The Application Layer is all about behaviour. What is the functionality that is being provided?
We capture the actual systems that we know in our architecture using the Application Provider class. So, we'd create an Application Provider instance for your Oracle HR system and one for your FirstClass Email system. Note that these represent YOUR configuration of these Technology Products to provide the specific behaviour in your organisation. We recommend that you name these according to how they are know in the organisation rather than just the name of the product that it is based on - whilst recognising that in some cases these are the same names!
I'll park any further discussion of the whole Application / Technology thing just now and focus on your question about Application and Information.
In terms of the databases themselves, we capture those as Information Stores (which could be things other than databases as well) and we can describe the types of information that exists in each Information Store and even things like the organisational scope of the information and data in there. E.g. Oracle HR Database X contains Person data for department A, whilst Oracle HR Database Y contains Person data for department B.
We relate the Applications to the Information that they use (produce and consume) via the Uses Information field on the Application Provider class. This actually uses a relationship class that enables us to add additional contextual information about how the Application uses the Information (e.g. the CRUD) and in that context, what Data elements are used.
Note that we separate Information and Data and this works really nicely to support things like Master Data Management and other Information and Data Management activities. This forum post explains the
"what is Information, what is Data" approach that we have taken.
In your scenario, we have a couple of options. Which one to use depends on what you mean by "call it different names". Where it is people (typically business users) who call the same Data element by different names, we can define Synonyms for that element to capture all the different terms by which it is known.
However, I think what you're describing is how the application knows the Person_ID element.

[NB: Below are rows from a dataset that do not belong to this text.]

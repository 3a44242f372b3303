pub mod probe;
pub mod speech;
pub mod terminal;

pub use probe::annotate_faces;
pub use speech::SpeechCommand;
pub use terminal::{check_for_stop, clear_screen, poll_key, Key, RawMode};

In this case (the most common), we use our abstraction layers to model what the application means by, e.g. EmplID or Username. We do this in the logical information layer, using the Data Object / Data Object Attribute classes to capture the element as it 'should' be known in the Information Architecture and the Data Representation / Data Representation Attribute classes to capture what the specific applications are using and then relate the Representations to the Objects. Note the same principle applies to the Information View / Information Representation classes for Information things.
So, we might create a Data Object called Person_ID and then three Data Representations for each of EmplID, Username, OperatorID and relate each of these back to the Person_ID object.

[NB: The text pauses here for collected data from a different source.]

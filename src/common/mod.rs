pub mod config;
pub mod dev_mode;
pub mod error;
pub mod paths;

pub use config::Config;
pub use dev_mode::DevMode;
pub use error::{FaceLockError, Result};
pub use paths::{resolve_config_file, resolve_model_path, system_config_file, system_models_dir};
use crate::core::embedding::{euclidean_distance, Embedding};
use chrono::{DateTime, Utc};
use serde::{Deserialize, Serialize};

/// An enrolled person and the reference embeddings captured at enrollment.
#[derive(Debug, Clone, PartialEq, Serialize, Deserialize)]
pub struct Identity {
    pub id: String,
    pub name: String,
    pub embeddings: Vec<Embedding>,
    pub created_at: DateTime<Utc>,
}

/// Snapshot of every enrolled identity, loaded once per session.
#[derive(Debug, Clone, Default)]
pub struct Gallery {
    identities: Vec<Identity>,
}

impl Gallery {
    pub fn new(identities: Vec<Identity>) -> Self {
        Self { identities }
    }

    pub fn identities(&self) -> &[Identity] {
        &self.identities
    }

    pub fn len(&self) -> usize {
        self.identities.len()
    }

    pub fn is_empty(&self) -> bool {
        self.identities.is_empty()
    }
}

impl From<Vec<Identity>> for Gallery {
    fn from(identities: Vec<Identity>) -> Self {
        Self::new(identities)
    }
}

#[derive(Debug, Clone, PartialEq)]
pub struct MatchResult {
    pub identity_id: String,
    pub name: String,
    pub distance: f32,
    pub confidence: i32,
}

/// `round((1 - distance) * 100)`. Not clamped: distances above 1.0 give
/// negative confidence.
pub fn confidence_from_distance(distance: f32) -> i32 {
    ((1.0 - distance) * 100.0).round() as i32
}

/// An identity's representative distance: the closest of its samples.
pub fn representative_distance(query: &[f32], identity: &Identity) -> Option<f32> {
    identity
        .embeddings
        .iter()
        .map(|reference| euclidean_distance(query, reference))
        .filter(|d| !d.is_nan())
        .fold(None, |best, d| match best {
            Some(b) if b <= d => Some(b),
            _ => Some(d),
        })
}

/// Nearest-neighbour search over every enrolled sample.
///
/// The identity with the smallest representative distance wins; on exact
/// ties the first identity in gallery order is kept. Returns `None` for an
/// empty gallery or when the best distance is not below
/// `distance_threshold`.
pub fn find_best_match(
    query: &[f32],
    gallery: &Gallery,
    distance_threshold: f32,
) -> Option<MatchResult> {
    let mut best: Option<(&Identity, f32)> = None;

    for identity in gallery.identities() {
        let Some(distance) = representative_distance(query, identity) else {
            continue;
        };

        let closer = match best {
            Some((_, best_distance)) => distance < best_distance,
            None => distance.is_finite(),
        };
        if closer {
            best = Some((identity, distance));
        }
    }

    let (identity, distance) = best?;
    if distance >= distance_threshold {
        tracing::debug!(
            "Best candidate {} at distance {:.3} is beyond threshold {:.3}",
            identity.name, distance, distance_threshold
        );
        return None;
    }

    Some(MatchResult {
        identity_id: identity.id.clone(),
        name: identity.name.clone(),
        distance,
        confidence: confidence_from_distance(distance),
    })
}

As I mentioned before, we relate the Applications to the Information that they are consuming and / or providing. In the context of each of those relationships, we relate the Data elements that are being used in that context. This approach provides a lot of power in particular for accurately capturing what is going on, which gives us high fidelity in the model.

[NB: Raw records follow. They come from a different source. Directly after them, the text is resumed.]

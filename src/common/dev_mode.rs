use std::path::PathBuf;
use std::fs;
use crate::common::error::Result;

/// `--dev` keeps every file the tool writes under `./dev_data`.
#[derive(Debug, Clone)]
pub struct DevMode {
    enabled: bool,
    base_dir: PathBuf,
}

impl DevMode {
    pub fn new(enabled: bool) -> Result<Self> {
        Self::with_base_dir(enabled, PathBuf::from("./dev_data"))
    }

    pub fn with_base_dir(enabled: bool, base_dir: PathBuf) -> Result<Self> {
        if enabled {
            fs::create_dir_all(base_dir.join("data"))?;
            fs::create_dir_all(base_dir.join("captures"))?;
            fs::create_dir_all(base_dir.join("config"))?;

            println!("📁 Development mode enabled - data will be saved to: {}",
                     base_dir.display());
        }

        Ok(Self { enabled, base_dir })
    }

    /// Identity files and the access log. `None` outside dev mode.
    pub fn data_dir(&self) -> Option<PathBuf> {
        self.enabled.then(|| self.base_dir.join("data"))
    }

    pub fn config_file(&self) -> Option<PathBuf> {
        self.enabled.then(|| self.base_dir.join("config/facelock.toml"))
    }

    pub fn get_capture_path(&self, prefix: &str) -> PathBuf {
        let timestamp = chrono::Local::now().format("%Y%m%d_%H%M%S");
        if self.enabled {
            self.base_dir.join("captures").join(format!("{}_{}.jpg", prefix, timestamp))
        } else {
            PathBuf::from(format!("{}_{}.jpg", prefix, timestamp))
        }
    }
}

Don't forget that we can model all this at as coarse or as fine-grained as we need - we don't always need to get down to attribute level to provide a lot of value. It depends on your scenario.
Finally, you mention Software and this is managed as a part of the Application Layer, using the Software Component classes. Note that this is not about UML modelling the classes in the Application but provides a connection to the Technology that is supporting the Application Provider. In particular this can be important for distributed applications. What we capture is the main software elements or components - typically identified by what bits of software would you install. e.g. client component, server component and so on.
However, the key relationships are between the Application things, which are focussed on the behaviour of your systems (the functionality - what do they do?) which are then supported by a technology platform (in terms of hardware and software infrastructure technologies as well as packaged application technologies). Our applications might be completely home grown, in which case we might be more interested in capturing the software components or off-the-shelf products. In the case of application products, it is our configuration of that product that is the Application Provider.